A 53-year-old woman underwent an abdominoplasty, commonly known as a tummy tuck, at a private clinic in Naples, Italy, on October 25, 2025. As People reported, she began experiencing sharp pain, unusual discomfort, and fainting episodes almost immediately after she was discharged. It would take seven months and a second medical opinion before anyone figured out why.
According to Italian newspaper L’Unione Sarda, the woman called an emergency number after losing consciousness and was advised to go to the hospital. Her surgeon believed she was dealing with ordinary post-surgical symptoms and ordered tests, which showed an infection.
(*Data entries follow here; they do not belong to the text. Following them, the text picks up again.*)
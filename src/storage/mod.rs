//! Postgres implementation of the tenant collaborators.
//!
//! Each tenant is a database on one Postgres server; the expected tables are in
//! `sql/schema.sql`. A tenant without the `auth_saml_provider` table has no
//! provider model, and a tenant without the user tables cannot sign anyone in.

pub mod authn_request;
pub mod cursor;
mod providers;
pub mod registry;
mod users;
pub(crate) mod utils;
pub mod verifier;

pub use cursor::{Capabilities, PgCursor};
pub use registry::{PgHandle, PgTenantRegistry, TenantSettings};
pub use verifier::{AssertionError, AssertionVerifier, SamaelVerifier, VerifiedAssertion};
He prescribed antibiotics.

The pain never went away.
In May, seven months after the operation, she went to a different diagnostic center for further evaluation. That is where imaging revealed a pair of surgical scissors inside her abdomen, left behind during the original procedure.
What happened next raised nearly as many questions as the scissors themselves. According to a police complaint obtained by Italian outlet Cronache della Campania, the diagnostic center did not inform the patient first. Staff allegedly contacted the surgeon who performed the original operation instead. The surgeon then reached out to his former patient and recommended she return for emergency surgery to have the scissors removed. She declined to go back to him and filed a police complaint. The scissors were reportedly still set to be removed, just not by the doctor accused of leaving them there.
Retained surgical items are a well-documented problem in medicine, and the legal picture is not kind to surgeons. A research study published on PubMed examined cases where surgical materials were left inside patients, a condition known as gossypiboma or textiloma when the item is gauze or a sponge. “Gossypiboma, in the doctrine of res ipsa loquitur, proves that the surgeon is negligent,” the study noted. Res ipsa loquitur translates to “the thing speaks for itself,” and it is hard to imagine a clearer example than a scan showing scissors where they should not be.
The study’s authors put the burden squarely on the operating room. “The surgeon should always remain vigilant and cautious, as the damage done once is done forever. Hence, prevention always remains better than cure,” they concluded.
For the woman in Naples, the complaint is now in the hands of authorities. Beyond the scissors, the case has drawn attention to how the discovery was handled, as the patient was reportedly the last person told what was inside her own body.